Copy out each line of the listing below where the string "compare" appears.

---------- Extracted entries

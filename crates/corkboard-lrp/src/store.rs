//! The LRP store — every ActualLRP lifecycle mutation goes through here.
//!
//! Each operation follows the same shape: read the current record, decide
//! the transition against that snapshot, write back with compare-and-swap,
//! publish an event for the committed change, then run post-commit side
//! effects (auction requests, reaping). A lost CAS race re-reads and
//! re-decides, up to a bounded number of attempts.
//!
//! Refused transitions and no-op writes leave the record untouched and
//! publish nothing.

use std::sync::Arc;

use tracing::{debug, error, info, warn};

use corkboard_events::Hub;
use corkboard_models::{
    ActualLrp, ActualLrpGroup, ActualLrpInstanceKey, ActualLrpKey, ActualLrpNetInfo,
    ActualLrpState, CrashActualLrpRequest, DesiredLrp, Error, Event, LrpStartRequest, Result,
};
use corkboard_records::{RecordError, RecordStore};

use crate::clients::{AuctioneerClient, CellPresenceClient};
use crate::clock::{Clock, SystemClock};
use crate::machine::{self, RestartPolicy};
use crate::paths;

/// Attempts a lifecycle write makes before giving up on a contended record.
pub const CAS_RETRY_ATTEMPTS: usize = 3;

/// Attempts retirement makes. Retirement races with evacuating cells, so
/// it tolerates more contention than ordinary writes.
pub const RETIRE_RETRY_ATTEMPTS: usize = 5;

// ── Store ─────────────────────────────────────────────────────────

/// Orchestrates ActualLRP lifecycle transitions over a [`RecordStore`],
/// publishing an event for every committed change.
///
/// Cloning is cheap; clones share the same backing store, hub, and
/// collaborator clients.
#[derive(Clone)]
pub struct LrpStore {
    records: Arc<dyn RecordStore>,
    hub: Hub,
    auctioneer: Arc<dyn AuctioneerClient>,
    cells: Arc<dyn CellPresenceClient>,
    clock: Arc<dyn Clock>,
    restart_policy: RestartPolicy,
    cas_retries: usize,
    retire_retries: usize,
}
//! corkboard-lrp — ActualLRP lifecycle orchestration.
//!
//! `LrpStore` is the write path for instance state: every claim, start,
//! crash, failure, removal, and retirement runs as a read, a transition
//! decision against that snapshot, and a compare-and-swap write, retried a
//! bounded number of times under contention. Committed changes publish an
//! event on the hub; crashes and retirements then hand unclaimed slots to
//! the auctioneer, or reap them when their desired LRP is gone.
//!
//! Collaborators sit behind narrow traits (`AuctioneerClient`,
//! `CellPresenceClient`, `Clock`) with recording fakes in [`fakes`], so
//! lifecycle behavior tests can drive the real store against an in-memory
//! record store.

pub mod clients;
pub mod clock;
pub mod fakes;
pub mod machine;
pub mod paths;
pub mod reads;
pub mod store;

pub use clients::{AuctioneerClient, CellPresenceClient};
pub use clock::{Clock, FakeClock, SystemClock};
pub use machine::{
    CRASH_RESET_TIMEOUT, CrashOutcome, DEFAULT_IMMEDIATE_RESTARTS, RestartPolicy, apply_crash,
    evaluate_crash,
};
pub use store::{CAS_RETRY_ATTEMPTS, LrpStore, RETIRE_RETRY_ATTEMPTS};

--------------------

- [Solution to the problem]
//! the transition against that snapshot, write back with compare-and-swap,
//! decision against that snapshot, and a compare-and-swap write, retried a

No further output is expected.